Action item: Output a verbatim copy of the data, cut off after the line that contains "paint.set_color_rgba8(color.r, color.g, color.b, color.a);".

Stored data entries
%%
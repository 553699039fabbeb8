//! Owned RGBA pixel buffer backed by a tiny-skia pixmap

use choro_core::Color;
use tiny_skia::{ColorU8, FillRule, Paint, Path, PathBuilder, Pixmap, PixmapPaint, Rect, Stroke, Transform};

use crate::error::{ExportError, ExportResult};

fn paint(color: Color, anti_alias: bool) -> Paint<'static> {
    let mut paint = Paint::default();
    paint.set_color_rgba8(color.r, color.g, color.b, color.a);
    paint.anti_alias = anti_alias;
    paint
}

/// Pixel buffer for one export. Dimensions are fixed at creation.
pub struct Raster {
    pixmap: Pixmap,
}

impl Raster {
    pub fn new(width: u32, height: u32, background: Color) -> ExportResult<Self> {
        let mut pixmap = Pixmap::new(width, height).ok_or(ExportError::RasterAlloc { width, height })?;
        pixmap.fill(tiny_skia::Color::from_rgba8(background.r, background.g, background.b, background.a));
        Ok(Self { pixmap })
    }

    pub fn width(&self) -> u32 {
        self.pixmap.width()
    }

    pub fn height(&self) -> u32 {
        self.pixmap.height()
    }

    /// Straight-alpha color at `(x, y)`.
    pub fn pixel(&self, x: u32, y: u32) -> Option<Color> {
        // Pixmap::pixel only bounds-checks the flat index
        if x >= self.width() || y >= self.height() {
            return None;
        }
        let p = self.pixmap.pixel(x, y)?.demultiply();
        Some(Color::rgba(p.red(), p.green(), p.blue(), p.alpha()))
    }

    /// Axis-aligned, pixel-snapped rectangle fill.
    pub fn fill_rect(&mut self, x: f32, y: f32, width: f32, height: f32, color: Color) {
        if let Some(rect) = Rect::from_xywh(x, y, width, height) {
            self.pixmap.fill_rect(rect, &paint(color, false), Transform::identity(), None);
        }
    }

    pub fn stroke_rect(&mut self, x: f32, y: f32, width: f32, height: f32, line_width: f32, color: Color) {
        if let Some(rect) = Rect::from_xywh(x, y, width, height) {
            let path = PathBuilder::from_rect(rect);
            self.stroke_path(&path, line_width, color);
        }
    }

    pub fn stroke_line(&mut self, from: (f32, f32), to: (f32, f32), line_width: f32, color: Color) {
        let mut pb = PathBuilder::new();
        pb.move_to(from.0, from.1);
        pb.line_to(to.0, to.1);
        if let Some(path) = pb.finish() {
            self.stroke_path(&path, line_width, color);
        }
    }

    pub fn fill_path(&mut self, path: &Path, color: Color, rule: FillRule) {
        self.pixmap.fill_path(path, &paint(color, true), rule, Transform::identity(), None);
    }

    pub fn stroke_path(&mut self, path: &Path, line_width: f32, color: Color) {
        if line_width <= 0.0 {
            return;
        }
        let stroke = Stroke { width: line_width, ..Stroke::default() };
        self.pixmap.stroke_path(path, &paint(color, true), &stroke, Transform::identity(), None);
    }

    /// Blend an 8-bit coverage bitmap (row-major, `width` x `height`) in `color`
    /// with its top-left corner at `(x, y)`. Parts outside the raster are clipped.
    pub fn draw_coverage(&mut self, x: i32, y: i32, width: u32, height: u32, coverage: &[u8], color: Color) {
        let Some(mut glyph) = Pixmap::new(width, height) else {
            return;
        };
        for (dst, &cov) in glyph.pixels_mut().iter_mut().zip(coverage) {
            let alpha = (u16::from(cov) * u16::from(color.a) / 255) as u8;
            *dst = ColorU8::from_rgba(color.r, color.g, color.b, alpha).premultiply();
        }
        self.pixmap.draw_pixmap(x, y, glyph.as_ref(), &PixmapPaint::default(), Transform::identity(), None);
    }

    /// Straight-alpha RGBA bytes, row-major.
    pub fn to_rgba(&self) -> Vec<u8> {
        let mut out = Vec::with_capacity(self.pixmap.pixels().len() * 4);
        for p in self.pixmap.pixels() {
            let c = p.demultiply();
            out.extend_from_slice(&[c.red(), c.green(), c.blue(), c.alpha()]);
        }
        out
    }
}

#[cfg(test)]
mod tests {
    use super::*;

    #[test]
    fn test_new_fills_background() {
        let raster = Raster::new(4, 3, Color::rgb(10, 20, 30)).unwrap();
        assert_eq!((raster.width(), raster.height()), (4, 3));
        assert_eq!(raster.pixel(3, 2), Some(Color::rgb(10, 20, 30)));
        assert_eq!(raster.pixel(4, 0), None);
        assert_eq!(raster.pixel(0, 3), None);
        assert_eq!(raster.pixel(u32::MAX, 0), None);
        assert_eq!(raster.to_rgba().len(), 4 * 3 * 4);
    }

    #[test]
    fn test_zero_size_is_alloc_error() {
        assert!(matches!(
            Raster::new(0, 10, Color::WHITE),
            Err(ExportError::RasterAlloc { width: 0, height: 10 })
        ));
    }

    #[test]
    fn test_fill_rect_is_pixel_exact() {
        let mut raster = Raster::new(10, 10, Color::WHITE).unwrap();
        raster.fill_rect(2.0, 2.0, 3.0, 3.0, Color::rgb(255, 0, 0));
        assert_eq!(raster.pixel(2, 2), Some(Color::rgb(255, 0, 0)));
        assert_eq!(raster.pixel(4, 4), Some(Color::rgb(255, 0, 0)));
        assert_eq!(raster.pixel(5, 5), Some(Color::WHITE));
        assert_eq!(raster.pixel(1, 2), Some(Color::WHITE));
    }

    #[test]
    fn test_out_of_range_column_does_not_wrap() {
        let mut raster = Raster::new(3, 2, Color::WHITE).unwrap();
        raster.fill_rect(0.0, 1.0, 1.0, 1.0, Color::rgb(255, 0, 0));
        // (3, 0) would alias (0, 1) through the flat index
        assert_eq!(raster.pixel(0, 1), Some(Color::rgb(255, 0, 0)));
        assert_eq!(raster.pixel(3, 0), None);
    }

    #[test]
    fn test_draw_coverage_blends_and_clips() {
        let mut raster = Raster::new(4, 4, Color::WHITE).unwrap();
        let coverage = [255, 0, 128, 255];
        raster.draw_coverage(2, 2, 2, 2, &coverage, Color::rgb(0, 0, 0));
        assert_eq!(raster.pixel(2, 2), Some(Color::rgb(0, 0, 0)));
        assert_eq!(raster.pixel(3, 2), Some(Color::WHITE));
        let half = raster.pixel(2, 3).unwrap();
        assert!(half.r > 100 && half.r < 150, "half coverage gives mid grey, got {:?}", half);

        // Fully outside: nothing drawn, no panic
        raster.draw_coverage(10, -5, 2, 2, &coverage, Color::rgb(0, 0, 0));
        raster.draw_coverage(0, 0, 0, 0, &[], Color::rgb(0, 0, 0));
        assert_eq!(raster.pixel(0, 0), Some(Color::WHITE));
    }
}
//! choro core library
//!
//! Region data model, natural-breaks classification, map projection, color
//! schemes with legend derivation, and GeoJSON input loading.

pub mod classify;
pub mod error;
pub mod format;
pub mod geojson;
pub mod palette;
pub mod projection;
pub mod types;

// Re-export commonly used types and functions
pub use classify::{classify_values, jenks_breaks, ClassBreaks, DEFAULT_CLASS_COUNT};
pub use error::{ChoroError, ChoroResult};
pub use format::NumberFormat;
pub use geojson::{load_category_map, load_regions, load_value_map, parse_feature_collection, RegionProps, RegionSet};
pub use palette::{CategoricalPalette, CategoryStyle, ColorRamp, ColorScheme, LegendEntry, LegendText};
pub use projection::{GeoBounds, PixelRect, Projector};
pub use types::{CategoryMap, Color, Geometry, LonLat, Polygon, Region, Ring, ValueMap};

/// Version information for the choro core library
pub const VERSION: &str = env!("CARGO_PKG_VERSION");
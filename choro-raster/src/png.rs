//! PNG serialization with a physical-resolution (pHYs) chunk
//!
//! The image crate produces the container; the pHYs chunk is then spliced in
//! directly after the IHDR chunk so print software picks up the intended DPI.

use image::codecs::png::PngEncoder;
use image::{ExtendedColorType, ImageEncoder};

use crate::error::{ExportError, ExportResult};
use crate::raster::Raster;

pub const PNG_SIGNATURE: [u8; 8] = [0x89, b'P', b'N', b'G', 0x0D, 0x0A, 0x1A, 0x0A];

/// Signature (8) plus the complete IHDR chunk (25).
pub const HEADER_PREFIX_LEN: usize = 33;

/// Length (4) + type (4) + payload (9) + CRC (4).
pub const PHYS_CHUNK_LEN: usize = 21;

const PHYS_TYPE: &[u8; 4] = b"pHYs";
const UNIT_METER: u8 = 1;

const fn make_crc_table() -> [u32; 256] {
    let mut table = [0u32; 256];
    let mut n = 0;
    while n < 256 {
        let mut c = n as u32;
        let mut k = 0;
        while k < 8 {
            c = if c & 1 != 0 { 0xEDB8_8320 ^ (c >> 1) } else { c >> 1 };
            k += 1;
        }
        table[n] = c;
        n += 1;
    }
    table
}

static CRC_TABLE: [u32; 256] = make_crc_table();

/// CRC-32 as used by PNG and zlib (reflected 0xEDB88320, pre/post inverted).
pub fn crc32(bytes: &[u8]) -> u32 {
    let mut c = 0xFFFF_FFFFu32;
    for &b in bytes {
        c = CRC_TABLE[((c ^ b as u32) & 0xFF) as usize] ^ (c >> 8);
    }
    c ^ 0xFFFF_FFFF
}

/// `round(dpi / 25.4 * 1000)`
pub fn pixels_per_meter(dpi: u32) -> u32 {
    (dpi as f64 / 25.4 * 1000.0).round() as u32
}

/// Complete pHYs chunk with equal X/Y density in pixels per meter.
pub fn phys_chunk(pixels_per_meter: u32) -> [u8; PHYS_CHUNK_LEN] {
    let mut chunk = [0u8; PHYS_CHUNK_LEN];
    chunk[0..4].copy_from_slice(&9u32.to_be_bytes());
    chunk[4..8].copy_from_slice(PHYS_TYPE);
    chunk[8..12].copy_from_slice(&pixels_per_meter.to_be_bytes());
    chunk[12..16].copy_from_slice(&pixels_per_meter.to_be_bytes());
    chunk[16] = UNIT_METER;
    let crc = crc32(&chunk[4..17]);
    chunk[17..21].copy_from_slice(&crc.to_be_bytes());
    chunk
}

/// Splice `chunk` in after the signature and IHDR.
pub fn inject_phys(encoded: &[u8], chunk: &[u8; PHYS_CHUNK_LEN]) -> ExportResult<Vec<u8>> {
    if encoded.len() < HEADER_PREFIX_LEN {
        return Err(ExportError::ChunkInjection { len: encoded.len() });
    }
    let mut out = Vec::with_capacity(encoded.len() + PHYS_CHUNK_LEN);
    out.extend_from_slice(&encoded[..HEADER_PREFIX_LEN]);
    out.extend_from_slice(chunk);
    out.extend_from_slice(&encoded[HEADER_PREFIX_LEN..]);
    Ok(out)
}

/// Plain RGBA8 PNG, no metadata.
pub fn encode_rgba(rgba: &[u8], width: u32, height: u32) -> ExportResult<Vec<u8>> {
    let mut encoded = Vec::new();
    PngEncoder::new(&mut encoded).write_image(rgba, width, height, ExtendedColorType::Rgba8)?;
    Ok(encoded)
}

/// Encode the raster and tag it with `dpi`.
pub fn encode_with_dpi(raster: &Raster, dpi: u32) -> ExportResult<Vec<u8>> {
    let encoded = encode_rgba(&raster.to_rgba(), raster.width(), raster.height())?;
    let ppm = pixels_per_meter(dpi);
    let tagged = inject_phys(&encoded, &phys_chunk(ppm))?;
    log::debug!("Encoded {}x{} PNG, {} bytes, {} px/m", raster.width(), raster.height(), tagged.len(), ppm);
    Ok(tagged)
}

/// Density fields of a pHYs chunk.
#[derive(Debug, Clone, Copy, PartialEq, Eq)]
pub struct PhysicalDensity {
    pub x: u32,
    pub y: u32,
    pub unit: u8,
}

/// Walk the chunk list and return the first pHYs payload, if any.
pub fn read_phys(png: &[u8]) -> Option<PhysicalDensity> {
    if png.len() < PNG_SIGNATURE.len() || png[..8] != PNG_SIGNATURE {
        return None;
    }
    let mut pos = PNG_SIGNATURE.len();
    while pos + 12 <= png.len() {
        let len = u32::from_be_bytes(png[pos..pos + 4].try_into().ok()?) as usize;
        let kind = &png[pos + 4..pos + 8];
        let data_start = pos + 8;
        let data_end = data_start.checked_add(len)?;
        if data_end + 4 > png.len() {
            return None;
        }
        if kind == PHYS_TYPE && len == 9 {
            let data = &png[data_start..data_end];
            return Some(PhysicalDensity {
                x: u32::from_be_bytes(data[0..4].try_into().ok()?),
                y: u32::from_be_bytes(data[4..8].try_into().ok()?),
                unit: data[8],
            });
        }
        if kind == b"IEND" {
            return None;
        }
        pos = data_end + 4;
    }
    None
}
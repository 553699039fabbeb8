use serde::{Deserialize, Serialize};
use std::collections::HashMap;
use std::fmt;
use std::str::FromStr;

use crate::error::{ChoroError, ChoroResult};

/// A `[longitude, latitude]` pair in WGS84 degrees.
pub type LonLat = [f64; 2];

/// A closed ring of positions. The closing vertex may or may not repeat the first one.
pub type Ring = Vec<LonLat>;

/// 8-bit RGBA color, written as `#rrggbb` or `#rrggbbaa` in configuration.
#[derive(Debug, Clone, Copy, PartialEq, Eq, Hash, Serialize, Deserialize)]
#[serde(try_from = "String", into = "String")]
pub struct Color {
    pub r: u8,
    pub g: u8,
    pub b: u8,
    pub a: u8,
}

impl Color {
    pub const WHITE: Color = Color::rgb(255, 255, 255);

    pub const fn rgb(r: u8, g: u8, b: u8) -> Self {
        Self { r, g, b, a: 255 }
    }

    pub const fn rgba(r: u8, g: u8, b: u8, a: u8) -> Self {
        Self { r, g, b, a }
    }

    /// Parse `#rrggbb` / `#rrggbbaa` (leading `#` optional).
    pub fn from_hex(s: &str) -> ChoroResult<Self> {
        let hex = s.trim();
        let hex = hex.strip_prefix('#').unwrap_or(hex);
        if !(hex.len() == 6 || hex.len() == 8) || !hex.is_ascii() {
            return Err(ChoroError::InvalidColor(s.to_string()));
        }
        let channel = |i: usize| {
            u8::from_str_radix(&hex[i..i + 2], 16).map_err(|_| ChoroError::InvalidColor(s.to_string()))
        };
        let a = if hex.len() == 8 { channel(6)? } else { 255 };
        Ok(Self { r: channel(0)?, g: channel(2)?, b: channel(4)?, a })
    }

    pub fn to_hex(&self) -> String {
        if self.a == 255 {
            format!("#{:02x}{:02x}{:02x}", self.r, self.g, self.b)
        } else {
            format!("#{:02x}{:02x}{:02x}{:02x}", self.r, self.g, self.b, self.a)
        }
    }
}

impl fmt::Display for Color {
    fn fmt(&self, f: &mut fmt::Formatter<'_>) -> fmt::Result {
        f.write_str(&self.to_hex())
    }
}

impl FromStr for Color {
    type Err = ChoroError;

    fn from_str(s: &str) -> Result<Self, Self::Err> {
        Self::from_hex(s)
    }
}

impl TryFrom<String> for Color {
    type Error = ChoroError;

    fn try_from(value: String) -> Result<Self, Self::Error> {
        Self::from_hex(&value)
    }
}

impl From<Color> for String {
    fn from(color: Color) -> Self {
        color.to_hex()
    }
}

/// One outer ring plus zero or more holes.
#[derive(Debug, Clone, PartialEq)]
pub struct Polygon {
    pub exterior: Ring,
    pub holes: Vec<Ring>,
}

impl Polygon {
    pub fn new(exterior: Ring, holes: Vec<Ring>) -> Self {
        Self { exterior, holes }
    }

    /// Build from GeoJSON ring order: first ring is the exterior.
    pub fn from_rings(mut rings: Vec<Ring>) -> Option<Self> {
        if rings.is_empty() {
            return None;
        }
        let exterior = rings.remove(0);
        Some(Self { exterior, holes: rings })
    }

    /// Exterior first, then holes.
    pub fn rings(&self) -> impl Iterator<Item = &Ring> + '_ {
        std::iter::once(&self.exterior).chain(self.holes.iter())
    }
}

/// Region boundary geometry. Only the two areal GeoJSON types are representable.
#[derive(Debug, Clone, PartialEq)]
pub enum Geometry {
    Polygon(Polygon),
    MultiPolygon(Vec<Polygon>),
}

impl Geometry {
    pub fn polygons(&self) -> &[Polygon] {
        match self {
            Geometry::Polygon(polygon) => std::slice::from_ref(polygon),
            Geometry::MultiPolygon(polygons) => polygons,
        }
    }

    /// Every ring of every constituent polygon, in input order.
    pub fn rings(&self) -> impl Iterator<Item = &Ring> + '_ {
        self.polygons().iter().flat_map(|polygon| polygon.rings())
    }

    pub fn ring_count(&self) -> usize {
        self.rings().count()
    }

    pub fn type_name(&self) -> &'static str {
        match self {
            Geometry::Polygon(_) => "Polygon",
            Geometry::MultiPolygon(_) => "MultiPolygon",
        }
    }
}

/// An administrative region with its boundary.
#[derive(Debug, Clone, PartialEq)]
pub struct Region {
    pub id: String,
    pub name: String,
    pub geometry: Geometry,
}

impl Region {
    pub fn new(id: impl Into<String>, name: impl Into<String>, geometry: Geometry) -> Self {
        Self { id: id.into(), name: name.into(), geometry }
    }
}

/// Region id -> observed value. Absent, null, non-finite and non-positive entries are "no data".
#[derive(Debug, Clone, Default, PartialEq, Serialize, Deserialize)]
#[serde(transparent)]
pub struct ValueMap {
    values: HashMap<String, Option<f64>>,
}

impl ValueMap {
    pub fn new() -> Self {
        Self::default()
    }

    pub fn insert(&mut self, id: impl Into<String>, value: f64) {
        self.values.insert(id.into(), Some(value));
    }

    pub fn insert_missing(&mut self, id: impl Into<String>) {
        self.values.insert(id.into(), None);
    }

    /// The value for `id` if it counts as data.
    pub fn get(&self, id: &str) -> Option<f64> {
        self.values
            .get(id)
            .copied()
            .flatten()
            .filter(|v| v.is_finite() && *v > 0.0)
    }

    /// All values that count as data, in no particular order.
    pub fn positive_values(&self) -> Vec<f64> {
        self.values
            .values()
            .filter_map(|v| *v)
            .filter(|v| v.is_finite() && *v > 0.0)
            .collect()
    }

    pub fn len(&self) -> usize {
        self.values.len()
    }

    pub fn is_empty(&self) -> bool {
        self.values.is_empty()
    }
}

impl FromIterator<(String, f64)> for ValueMap {
    fn from_iter<I: IntoIterator<Item = (String, f64)>>(iter: I) -> Self {
        Self { values: iter.into_iter().map(|(k, v)| (k, Some(v))).collect() }
    }
}

/// Region id -> precomputed category key (e.g. `hot_95`, `HH`).
#[derive(Debug, Clone, Default, PartialEq, Serialize, Deserialize)]
#[serde(transparent)]
pub struct CategoryMap {
    labels: HashMap<String, String>,
}

impl CategoryMap {
    pub fn new() -> Self {
        Self::default()
    }

    pub fn insert(&mut self, id: impl Into<String>, key: impl Into<String>) {
        self.labels.insert(id.into(), key.into());
    }

    pub fn get(&self, id: &str) -> Option<&str> {
        self.labels.get(id).map(String::as_str)
    }

    /// True when at least one region is assigned `key`.
    pub fn is_populated(&self, key: &str) -> bool {
        self.labels.values().any(|k| k == key)
    }

    pub fn len(&self) -> usize {
        self.labels.len()
    }

    pub fn is_empty(&self) -> bool {
        self.labels.is_empty()
    }
}

impl FromIterator<(String, String)> for CategoryMap {
    fn from_iter<I: IntoIterator<Item = (String, String)>>(iter: I) -> Self {
        Self { labels: iter.into_iter().collect() }
    }
}
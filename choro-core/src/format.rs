//! Magnitude-abbreviated number labels for legend bounds

use serde::{Deserialize, Serialize};

/// How legend bounds are abbreviated.
#[derive(Debug, Clone, PartialEq, Serialize, Deserialize)]
#[serde(tag = "kind", rename_all = "snake_case")]
pub enum NumberFormat {
    /// Head counts: ten-thousand and hundred-million units, comma grouping below that.
    Count {
        ten_thousand_suffix: String,
        hundred_million_suffix: String,
    },
    /// Densities: thousands suffix, whole numbers below that.
    Density { thousand_suffix: String },
}

impl NumberFormat {
    /// Count format with romanized Korean unit suffixes (`man` = 10⁴, `eok` = 10⁸).
    pub fn count() -> Self {
        NumberFormat::Count {
            ten_thousand_suffix: "man".to_string(),
            hundred_million_suffix: "eok".to_string(),
        }
    }

    pub fn density() -> Self {
        NumberFormat::Density { thousand_suffix: "k".to_string() }
    }

    pub fn format(&self, value: f64) -> String {
        match self {
            NumberFormat::Count { ten_thousand_suffix, hundred_million_suffix } => {
                if value >= 100_000_000.0 {
                    format!("{:.1}{}", round_to_tenth(value / 100_000_000.0), hundred_million_suffix)
                } else if value >= 10_000.0 {
                    format!("{}{}", (value / 10_000.0).round() as i64, ten_thousand_suffix)
                } else {
                    group_thousands(value)
                }
            }
            NumberFormat::Density { thousand_suffix } => {
                if value >= 1_000.0 {
                    format!("{:.1}{}", round_to_tenth(value / 1_000.0), thousand_suffix)
                } else {
                    format!("{}", value.round() as i64)
                }
            }
        }
    }
}

impl Default for NumberFormat {
    fn default() -> Self {
        Self::count()
    }
}

// Half away from zero, so 2.25 -> 2.3 regardless of formatter rounding mode
fn round_to_tenth(value: f64) -> f64 {
    (value * 10.0).round() / 10.0
}

/// `1234567.5` -> `1,234,567.5`; at most three fraction digits.
pub fn group_thousands(value: f64) -> String {
    let rounded = (value * 1000.0).round() / 1000.0;
    let abs = rounded.abs();
    let whole = abs.trunc() as u64;
    let digits = whole.to_string();

    let mut out = String::with_capacity(digits.len() + digits.len() / 3 + 5);
    if rounded < 0.0 {
        out.push('-');
    }
    for (i, ch) in digits.chars().enumerate() {
        if i > 0 && (digits.len() - i) % 3 == 0 {
            out.push(',');
        }
        out.push(ch);
    }

    let frac = abs - whole as f64;
    if frac > 0.0 {
        let fixed = format!("{:.3}", frac);
        let trimmed = fixed.trim_start_matches('0').trim_end_matches('0');
        if trimmed.len() > 1 {
            out.push_str(trimmed);
        }
    }
    out
}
%%
Answer space:
repository 553699039fabbeb8
//! Owned RGBA pixel buffer backed by a tiny-skia pixmap

use choro_core::Color;
use tiny_skia::{ColorU8, FillRule, Paint, Path, PathBuilder, Pixmap, PixmapPaint, Rect, Stroke, Transform};

use crate::error::{ExportError, ExportResult};

fn paint(color: Color, anti_alias: bool) -> Paint<'static> {
    let mut paint = Paint::default();
    paint.set_color_rgba8(color.r, color.g, color.b, color.a);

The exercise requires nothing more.